Schulen eine Woche zu - Wie es aus Sicht der Lehrerverbände läuft

Seit einer Woche haben die meisten Schulen in Deutschland
geschlossen. Wie kommen Lehrer und Schüler damit klar? Eine
Zwischenbilanz.

Berlin (dpa) - Es sind außergewöhnliche Zeiten für Millionen
Schülerinnen und Schüler und Hunderttausende Lehrkräfte. Seit einer
Woche heißt es improvisieren, damit der Schulbetrieb in Deutschland
auch in der Corona-Krise nicht zum Erliegen kommt. Die erste Bilanz
klingt positiv. Die Pädagogenverbände weisen aber auch auf Probleme
hin, die das Fernlernen mit sich bringt.

RUMPELT NOCH - ABER LÄUFT

«An der einen oder anderen Stelle rumpelt es noch ein bisschen, aber
im Großen und Ganzen ist die letzte Woche richtig gut gelaufen», sagt
die Präsidentin der Kultusministerkonferenz (KMK) und
rheinland-pfälzische Bildungsministerin Stefanie Hubig (SPD) am
Montag im Deutschlandfunk. Es sei beeindruckend, wie Lehrerinnen und
Lehrer und Schülerinnen und Schüler in der ersten Woche der
Schulschließungen mitgearbeitet hätten.

«BIS NACH OSTERN KRIEGEN WIR DAS HIN»

Der Austausch zwischen Eltern, Lehrern und Schülern habe sich
eingespielt, auch an Schulen, die digital nicht so gut ausgestattet
seien, bilanziert Heinz-Peter Meidinger, Präsident des Deutschen
Lehrerverbandes und selbst Leiter eines Gymnasiums im
niederbayerischen Deggendorf. Probleme gebe es zum Teil mit der
technischen Ausstattung zu Hause. In manchen Familien existiere kein
Drucker, um Arbeitsblätter auszudrucken, manchmal auch nur ein
Computer, den auch die Eltern selbst fürs Homeoffice bräuchten.
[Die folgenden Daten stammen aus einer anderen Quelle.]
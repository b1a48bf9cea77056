// self
use crate::{_prelude::*, gotify::GotifyMessage, pushover::PushoverMessage};

/// Type alias that resolves to an instrumented future when tracing is enabled.
#[cfg(feature = "tracing")]
pub type InstrumentedForward<F> = tracing::instrument::Instrumented<F>;
/// Passthrough future type when tracing is disabled.
#[cfg(not(feature = "tracing"))]
pub type InstrumentedForward<F> = F;

/// Span wrapping one forwarded request.
#[derive(Clone, Debug)]
pub struct ForwardSpan {
	#[cfg(feature = "tracing")]
	span: tracing::Span,
}
impl ForwardSpan {
	/// Creates a new span tagged with the configured logger name.
	pub fn new(logger: &str) -> Self {
		#[cfg(feature = "tracing")]
		{
			let span = tracing::info_span!("gotify_pushover.forward", logger);

			Self { span }
		}
		#[cfg(not(feature = "tracing"))]
		{
			let _ = logger;

			Self {}
		}
	}

	/// Instruments an async block without holding a guard across `.await` points.
	pub fn instrument<Fut>(&self, fut: Fut) -> InstrumentedForward<Fut>
	where
		Fut: Future,
	{
		#[cfg(feature = "tracing")]
		{
			use tracing::Instrument;

			fut.instrument(self.span.clone())
		}
		#[cfg(not(feature = "tracing"))]
		{
			fut
		}
	}
}

/// Authorization hook refused the request.
pub fn log_denied(logger: &str, message: &GotifyMessage, reason: Option<&str>) {
	#[cfg(feature = "tracing")]
	tracing::warn!(logger, ?message, reason, "Gotify to Pushover denied");
	#[cfg(not(feature = "tracing"))]
	let _ = (logger, message, reason);
}

/// Internal fault; the detail stays in the log.
pub fn log_fault(logger: &str, message: Option<&GotifyMessage>, error: &Error) {
	#[cfg(feature = "tracing")]
	tracing::error!(
		logger,
		?message,
		error = %error,
		source = ?std::error::Error::source(error),
		"Unhandled fault while forwarding to Pushover"
	);
	#[cfg(not(feature = "tracing"))]
	let _ = (logger, message, error);
}

/// Pushover accepted the message.
pub fn log_sink_success(logger: &str, outbound: &PushoverMessage, message: &GotifyMessage) {
	#[cfg(feature = "tracing")]
	tracing::info!(
		logger,
		user = %outbound.user,
		title = ?outbound.title,
		priority = ?outbound.priority,
		?message,
		"Pushover returned success"
	);
	#[cfg(not(feature = "tracing"))]
	let _ = (logger, outbound, message);
}

/// Pushover answered with a non-200 status.
pub fn log_sink_failure(
	logger: &str,
	status: u16,
	outbound: &PushoverMessage,
	message: &GotifyMessage,
	body: &str,
) {
	#[cfg(feature = "tracing")]
	tracing::warn!(
		logger,
		status,
		user = %outbound.user,
		title = ?outbound.title,
		priority = ?outbound.priority,
		?message,
		body,
		"Pushover returned a failure status"
	);
	#[cfg(not(feature = "tracing"))]
	let _ = (logger, status, outbound, message, body);
}
#[cfg(test)]
mod tests {
    use chrono::NaiveDate;
    use ecotech::libs::error::AppError;
    use ecotech::libs::formatter::{
        api_date, format_hours, format_indicator_value, format_money, format_number, parse_decimal, parse_iso_date,
        parse_optional_date, round_to, truncate,
    };
    use ecotech::libs::messages::Message;

    #[test]
    fn test_format_number_groups_thousands() {
        assert_eq!(format_number(0.0, 2), "0,00");
        assert_eq!(format_number(999.0, 0), "999");
        assert_eq!(format_number(1000.0, 0), "1.000");
        assert_eq!(format_number(1_234_567.891, 2), "1.234.567,89");
        assert_eq!(format_number(-1500.5, 1), "-1.500,5");
        assert_eq!(format_number(-0.0001, 2), "0,00");
    }

    #[test]
    fn test_domain_formats() {
        assert_eq!(format_indicator_value(38_512.1), "38.512,1000");
        assert_eq!(format_hours(7.5), "7,50");
        assert_eq!(format_money(1_250_000.0), "$1.250.000");
        assert_eq!(api_date(NaiveDate::from_ymd_opt(2025, 1, 2).unwrap()), "02-01-2025");
    }

    #[test]
    fn test_round_to() {
        assert_eq!(round_to(950.12344, 4), 950.1234);
        assert_eq!(round_to(2.345, 1), 2.3);
        assert_eq!(round_to(8.0, 2), 8.0);
    }

    #[test]
    fn test_parse_dates() {
        assert_eq!(
            parse_iso_date(" 2025-03-31 ").unwrap(),
            NaiveDate::from_ymd_opt(2025, 3, 31).unwrap()
        );
        assert!(matches!(
            parse_iso_date("31-03-2025"),
            Err(AppError::Validation(Message::InvalidDate(_)))
        ));
        assert!(parse_iso_date("2025-02-30").is_err());

        assert_eq!(parse_optional_date("   ").unwrap(), None);
        assert!(parse_optional_date("2025-01-01").unwrap().is_some());
        assert!(parse_optional_date("mañana").is_err());
    }

    #[test]
    fn test_parse_decimal() {
        assert_eq!(parse_decimal("8.5").unwrap(), 8.5);
        assert_eq!(parse_decimal(" 8,5 ").unwrap(), 8.5);
        assert_eq!(parse_decimal("24").unwrap(), 24.0);
        assert!(matches!(parse_decimal("ocho"), Err(AppError::Validation(Message::InvalidNumber(_)))));
        assert!(parse_decimal("inf").is_err());
        assert!(parse_decimal("").is_err());
    }

    #[test]
    fn test_truncate() {
        assert_eq!(truncate("Reciclaje", 20), "Reciclaje");
        assert_eq!(truncate("Instalación de paneles", 10), "Instalaci…");
        assert_eq!(truncate("Instalación de paneles", 10).chars().count(), 10);
    }
}
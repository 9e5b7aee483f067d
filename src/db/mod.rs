//! Database layer.
//!
//! A single SQLite file holds everything. [`db::Db`] resolves the file
//! (primary path or fallback) once, hands out one connection per thread and
//! wraps every statement through the helpers in [`executor`]. Each table has
//! a small repository struct borrowing the `Db`.
//!
//! ## Usage
//!
//! ```rust,no_run
//! use ecotech::db::db::{DatabaseConfig, Db};
//! use ecotech::db::employees::{Employees, NewEmployee};
//! use ecotech::db::schema;
//!
//! # fn run() -> anyhow::Result<()> {
//! let db = Db::open(DatabaseConfig::default())?;
//! schema::initialize(&db)?;
//!
//! let id = Employees::new(&db).create(NewEmployee::new("Ana Pérez", "ana@ecotech.cl"))?;
//! println!("created employee {}", id);
//! # Ok(())
//! # }
//! ```

/// Connection provider and primary/fallback resolution.
pub mod db;

/// Statement execution, transactions and failure logging.
pub mod executor;

/// Table definitions and seed accounts.
pub mod schema;

pub mod users;

pub mod employees;

pub mod departments;

/// Projects and their lifecycle status.
pub mod projects;

/// Employee to project membership.
pub mod assignments;

/// Hours worked per employee and project, plus the aggregates for reports.
pub mod time_entries;

/// Saved indicator values, one per code and date.
pub mod indicators;

/// Audit log of every indicator lookup.
pub mod indicator_queries;
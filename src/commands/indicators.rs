use super::prompt;
use super::session::{self, Session};
use crate::db::indicator_queries::{self, IndicatorQueries};
use crate::db::indicators::{self, EconomicIndicators};
use crate::db::users::Role;
use crate::libs::error::AppError;
use crate::libs::indicator::{IndicatorCode, IndicatorService};
use crate::libs::messages::Message;
use crate::libs::view::View;
use crate::{msg_info, msg_success, msg_warning};
use anyhow::Result;
use chrono::{Datelike, Local, NaiveDate};
use std::fmt;

#[derive(Debug, Clone, Copy, PartialEq, Eq)]
enum Action {
    Consult,
    MyQueries,
    MyStats,
    MonthlySummary,
    SavedHistory,
    LatestSaved,
    StorageStats,
    Purge,
    Back,
}

const ACTIONS: [Action; 9] = [
    Action::Consult,
    Action::MyQueries,
    Action::MyStats,
    Action::MonthlySummary,
    Action::SavedHistory,
    Action::LatestSaved,
    Action::StorageStats,
    Action::Purge,
    Action::Back,
];

impl fmt::Display for Action {
    fn fmt(&self, f: &mut fmt::Formatter<'_>) -> fmt::Result {
        let label = match self {
            Action::Consult => "Look up an indicator",
            Action::MyQueries => "My recent lookups",
            Action::MyStats => "My lookups per indicator",
            Action::MonthlySummary => "Monthly summary",
            Action::SavedHistory => "Saved values of an indicator",
            Action::LatestSaved => "Latest saved values",
            Action::StorageStats => "Storage statistics",
            Action::Purge => "Purge old records",
            Action::Back => "Back",
        };
        write!(f, "{}", label)
    }
}

pub async fn menu(session: &Session<'_>) -> Result<()> {
    loop {
        let action = ACTIONS[prompt::choose(Message::MenuIndicators, &ACTIONS)?];
        let outcome = match action {
            Action::Consult => consult(session).await,
            Action::MyQueries => my_queries(session),
            Action::MyStats => my_stats(session),
            Action::MonthlySummary => monthly_summary(session),
            Action::SavedHistory => saved_history(session),
            Action::LatestSaved => latest_saved(session),
            Action::StorageStats => storage_stats(session),
            Action::Purge => purge(session),
            Action::Back => return Ok(()),
        };

        if let Err(error) = outcome {
            session::report(error)?;
        }
    }
}

fn choose_code() -> Result<IndicatorCode> {
    let labels: Vec<String> = IndicatorCode::ALL
        .iter()
        .map(|code| format!("{} ({})", code.official_name(), code))
        .collect();
    Ok(IndicatorCode::ALL[prompt::choose(Message::PromptSelectIndicator, &labels)?])
}

async fn consult(session: &Session<'_>) -> Result<()> {
    let code = choose_code()?;
    let date = prompt::optional_date(Message::PromptIndicatorDate)?;

    let service = IndicatorService::new(session.db, session.client);
    let consultation = service
        .consult(session.user.id, code.as_str(), date, |reading| {
            View::reading(reading);
            prompt::confirm(Message::PromptSaveIndicator).unwrap_or(false)
        })
        .await?;

    match consultation {
        Some(consultation) if consultation.saved => {
            msg_success!(Message::IndicatorSaved(consultation.reading.code.to_string(), consultation.reading.date))
        }
        Some(_) => {}
        None => msg_info!(Message::IndicatorNoValue(code.to_string(), date)),
    }
    Ok(())
}

fn my_queries(session: &Session<'_>) -> Result<()> {
    let queries = IndicatorQueries::new(session.db).list_for_user(session.user.id, indicator_queries::DEFAULT_LIST_LIMIT)?;
    if queries.is_empty() {
        msg_info!(Message::NoIndicatorQueries);
        return Ok(());
    }
    View::indicator_queries(&queries);
    Ok(())
}

fn my_stats(session: &Session<'_>) -> Result<()> {
    let usage = IndicatorQueries::new(session.db).stats_for_user(session.user.id)?;
    if usage.is_empty() {
        msg_info!(Message::NoIndicatorQueries);
        return Ok(());
    }
    View::code_usage(&usage);
    Ok(())
}

/// `YYYY-MM`.
fn parse_month(input: &str) -> Result<(i32, u32), AppError> {
    let first = NaiveDate::parse_from_str(&format!("{}-01", input.trim()), "%Y-%m-%d")
        .map_err(|_| AppError::Validation(Message::InvalidMonth(input.trim().to_string())))?;
    Ok((first.year(), first.month()))
}

fn monthly_summary(session: &Session<'_>) -> Result<()> {
    let current = Local::now().format("%Y-%m").to_string();
    let input = prompt::text_with_default(Message::PromptMonth, &current)?;
    let (year, month) = parse_month(&input)?;

    let usage = IndicatorQueries::new(session.db).monthly_summary(session.user.id, year, month)?;
    if usage.is_empty() {
        msg_info!(Message::NoIndicatorQueriesInMonth(year, month));
        return Ok(());
    }
    View::code_usage(&usage);
    Ok(())
}

fn saved_history(session: &Session<'_>) -> Result<()> {
    let code = choose_code()?;
    let history = EconomicIndicators::new(session.db).history(code, indicators::DEFAULT_HISTORY_LIMIT)?;
    if history.is_empty() {
        msg_info!(Message::NoSavedIndicators);
        return Ok(());
    }
    View::indicators(&history);
    Ok(())
}

fn latest_saved(session: &Session<'_>) -> Result<()> {
    let latest = EconomicIndicators::new(session.db).latest_per_code()?;
    if latest.is_empty() {
        msg_info!(Message::NoSavedIndicators);
        return Ok(());
    }
    View::indicators(&latest);
    Ok(())
}

fn storage_stats(session: &Session<'_>) -> Result<()> {
    let stats = EconomicIndicators::new(session.db).stats()?;
    msg_info!(Message::IndicatorStorageStats(
        stats.total,
        stats.distinct_codes,
        stats.last_update.unwrap_or_else(|| "-".to_string())
    ));
    Ok(())
}

fn purge(session: &Session<'_>) -> Result<()> {
    if session.role() != Role::Admin {
        msg_warning!(Message::AdminOnly);
        return Ok(());
    }
    if !prompt::confirm(Message::PromptConfirmPurge(
        indicators::DEFAULT_RETENTION_DAYS,
        indicator_queries::DEFAULT_RETENTION_DAYS,
    ))? {
        return Ok(());
    }

    let values = EconomicIndicators::new(session.db).purge_older_than(indicators::DEFAULT_RETENTION_DAYS)?;
    let queries = IndicatorQueries::new(session.db).purge_older_than(indicator_queries::DEFAULT_RETENTION_DAYS)?;
    msg_success!(Message::IndicatorsPurged(values, queries));
    Ok(())
}
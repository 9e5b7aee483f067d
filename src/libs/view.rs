use crate::db::departments::Department;
use crate::db::employees::Employee;
use crate::db::indicator_queries::{CodeUsage, IndicatorQuery, Popularity};
use crate::db::indicators::EconomicIndicator;
use crate::db::projects::Project;
use crate::db::time_entries::{EmployeeHours, ProjectHours, TimeEntry, TimeStats};
use crate::db::users::User;
use crate::libs::formatter::{format_hours, format_indicator_value, format_money, truncate};
use crate::libs::indicator::IndicatorReading;
use prettytable::{row, Table};

const DASH: &str = "-";

pub struct View {}

impl View {
    pub fn employees(employees: &[Employee]) {
        let mut table = Table::new();

        table.add_row(row!["ID", "NAME", "EMAIL", "PHONE", "HIRED", "SALARY", "DEPARTMENT"]);
        for employee in employees {
            table.add_row(row![
                employee.id,
                employee.name,
                employee.email,
                employee.phone.as_deref().unwrap_or(DASH),
                employee.hire_date,
                r->format_money(employee.salary),
                employee.department_name.as_deref().unwrap_or(DASH)
            ]);
        }
        table.printstd();
    }

    pub fn employee(employee: &Employee) {
        let mut table = Table::new();

        table.add_row(row!["ID", employee.id]);
        table.add_row(row!["NAME", employee.name]);
        table.add_row(row!["EMAIL", employee.email]);
        table.add_row(row!["ADDRESS", employee.address.as_deref().unwrap_or(DASH)]);
        table.add_row(row!["PHONE", employee.phone.as_deref().unwrap_or(DASH)]);
        table.add_row(row!["HIRED", employee.hire_date]);
        table.add_row(row!["SALARY", format_money(employee.salary)]);
        table.add_row(row!["DEPARTMENT", employee.department_name.as_deref().unwrap_or(DASH)]);
        table.printstd();
    }

    pub fn departments(departments: &[Department]) {
        let mut table = Table::new();

        table.add_row(row!["ID", "NAME", "MANAGER", "EMPLOYEES"]);
        for department in departments {
            table.add_row(row![
                department.id,
                department.name,
                department.manager_name.as_deref().unwrap_or(DASH),
                r->department.employee_count
            ]);
        }
        table.printstd();
    }

    pub fn projects(projects: &[Project]) {
        let mut table = Table::new();

        table.add_row(row!["ID", "NAME", "STARTED", "STATUS", "DESCRIPTION", "TEAM"]);
        for project in projects {
            let team = if project.members.is_empty() {
                DASH.to_string()
            } else {
                project.members.join(", ")
            };
            table.add_row(row![
                project.id,
                project.name,
                project.start_date,
                project.status,
                truncate(project.description.as_deref().unwrap_or(DASH), 40),
                truncate(&team, 50)
            ]);
        }
        table.printstd();
    }

    pub fn time_entries(entries: &[TimeEntry], total: f64) {
        let mut table = Table::new();

        table.add_row(row!["ID", "DATE", "PROJECT", "HOURS", "DESCRIPTION"]);
        for entry in entries {
            table.add_row(row![
                entry.id,
                entry.date,
                entry.project_name,
                r->format_hours(entry.hours),
                truncate(entry.description.as_deref().unwrap_or(DASH), 50)
            ]);
        }
        table.add_row(row!["", "", "TOTAL", r->format_hours(total), ""]);
        table.printstd();
    }

    pub fn users(users: &[User]) {
        let mut table = Table::new();

        table.add_row(row!["ID", "USERNAME", "ROLE", "CREATED"]);
        for user in users {
            table.add_row(row![
                user.id,
                user.username,
                user.role,
                user.created_at.as_deref().unwrap_or(DASH)
            ]);
        }
        table.printstd();
    }

    pub fn reading(reading: &IndicatorReading) {
        let mut table = Table::new();

        table.add_row(row!["INDICATOR", reading.name()]);
        table.add_row(row!["CODE", reading.code]);
        table.add_row(row!["DATE", reading.date]);
        table.add_row(row!["VALUE", r->format_indicator_value(reading.value)]);
        table.printstd();
    }

    pub fn indicators(indicators: &[EconomicIndicator]) {
        let mut table = Table::new();

        table.add_row(row!["CODE", "NAME", "DATE", "VALUE", "REGISTERED"]);
        for indicator in indicators {
            table.add_row(row![
                indicator.code,
                indicator.name,
                indicator.date,
                r->format_indicator_value(indicator.value),
                indicator.registered_at.as_deref().unwrap_or(DASH)
            ]);
        }
        table.printstd();
    }

    pub fn indicator_queries(queries: &[IndicatorQuery]) {
        let mut table = Table::new();

        table.add_row(row!["QUERIED AT", "CODE", "DATE", "VALUE", "SAVED"]);
        for query in queries {
            table.add_row(row![
                query.queried_at,
                query.code,
                query.date,
                r->format_indicator_value(query.value),
                if query.saved { "yes" } else { "no" }
            ]);
        }
        table.printstd();
    }

    pub fn code_usage(usage: &[CodeUsage]) {
        let mut table = Table::new();

        table.add_row(row!["CODE", "QUERIES", "SAVED", "AVERAGE VALUE"]);
        for item in usage {
            table.add_row(row![
                item.code,
                r->item.queries,
                r->item.saved,
                r->format_indicator_value(item.average_value)
            ]);
        }
        table.printstd();
    }

    pub fn top_indicators(top: &[Popularity]) {
        let mut table = Table::new();

        table.add_row(row!["#", "CODE", "NAME", "QUERIES", "USERS"]);
        for (position, item) in top.iter().enumerate() {
            table.add_row(row![
                position + 1,
                item.code,
                item.code.official_name(),
                r->item.queries,
                r->item.users
            ]);
        }
        table.printstd();
    }

    pub fn employee_hours(hours: &[EmployeeHours]) {
        let mut table = Table::new();

        table.add_row(row!["ID", "EMPLOYEE", "ENTRIES", "TOTAL HOURS", "AVG / DAY (20)"]);
        for item in hours {
            table.add_row(row![
                item.employee_id,
                item.name,
                r->item.entries,
                r->format_hours(item.total_hours),
                r->format_hours(item.daily_average())
            ]);
        }
        table.printstd();
    }

    pub fn project_hours(hours: &[ProjectHours]) {
        let mut table = Table::new();

        table.add_row(row!["ID", "PROJECT", "EMPLOYEES", "TOTAL HOURS"]);
        for item in hours {
            table.add_row(row![
                item.project_id,
                item.name,
                r->item.employees,
                r->format_hours(item.total_hours)
            ]);
        }
        table.printstd();
    }

    pub fn time_stats(stats: &TimeStats, queries_today: i64) {
        let mut table = Table::new();
        let date = |d: Option<chrono::NaiveDate>| d.map(|d| d.to_string()).unwrap_or_else(|| DASH.to_string());

        table.add_row(row!["EMPLOYEES WITH HOURS", r->stats.employees]);
        table.add_row(row!["PROJECTS WITH HOURS", r->stats.projects]);
        table.add_row(row!["TIME ENTRIES", r->stats.entries]);
        table.add_row(row!["TOTAL HOURS", r->format_hours(stats.total_hours)]);
        table.add_row(row!["AVERAGE PER EMPLOYEE", r->format_hours(stats.average_per_employee)]);
        table.add_row(row!["FIRST ENTRY", r->date(stats.first_date)]);
        table.add_row(row!["LAST ENTRY", r->date(stats.last_date)]);
        table.add_row(row!["INDICATOR QUERIES TODAY", r->queries_today]);
        table.printstd();
    }
}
Eine besondere Herausforderung seien Schüler, deren Eltern nicht zu
Hause seien oder die wegen fehlender Deutschkenntnisse nicht helfen
könnten. «Da muss man aufpassen, dass die nicht abgehängt werden.
(...) Bis nach Ostern kriegen wir das hin. Wenn Schulschließungen
länger andauern, wird es ganz andere Notfallpläne brauchen.»

MANCHERORTS FAST AUFBRUCHSTIMMUNG

Vielerorts hätten die Schließungen auch bei eher
«digitalisierungskritischen Lehrkräften» zu einer positiveren
Bewertung der Möglichkeiten von Email, Videobotschaften oder
Lernplattformen geführt, berichtet Andreas Fichtl, der
stellvertretende Vorsitzende der Katholischen Erziehergemeinschaft
(KEG). Es herrsche mancherorts sogar so etwas wie eine
Aufbruchstimmung. Schulen und Lehrkräfte böten feste
Telefonsprechstunden oder Klassenchats zu festen Zeiten an.
Eingescannte und digitalisierte Arbeiten würden korrigiert. Die
Mehrheit der Schülerinnen und Schüler arbeite durchaus ernsthaft an
den erteilten Aufträgen. «Dies hängt jedoch auch sehr stark von der
jeweiligen familiären Situation ab.»

LEHRER FAHREN AUCH «ANALOGE LERNPAKETE» AUS

An den rund 15 000 Grundschulen in Deutschland mit 2,8 Millionen
Grundschülern wurden «Maßnahmen zum Abmildern der Folgen des
Unterrichtsausfalls ohne größere Schwierigkeiten in die Wege
geleitet», sagt die Vorsitzende des Grundschulverbandes (GSV) Maresi
Lassek. Viele Schülerinnen und Schüler hätten vor der Schließung
Aufgabenpakete mitbekommen. Nachschub gibt es per Email an die
Eltern. Lehrer würden auch «analoge Lernpakete» ausfahren, wenn der
Kontakt über Email nicht klappt. Die erste Woche sei überwiegend
ruhig abgelaufen. Es gebe ein großes Engagement von Lehrkräften und
Schulleitungen und Unterstützung von den Eltern. Der
Grundschulverband äußert allerdings auch Befürchtungen, dass
Unterschiede zwischen Kindern größer werden könnten, etwa wenn Eltern

zum Beispiel nicht auf Emails der Lehrer reagierten.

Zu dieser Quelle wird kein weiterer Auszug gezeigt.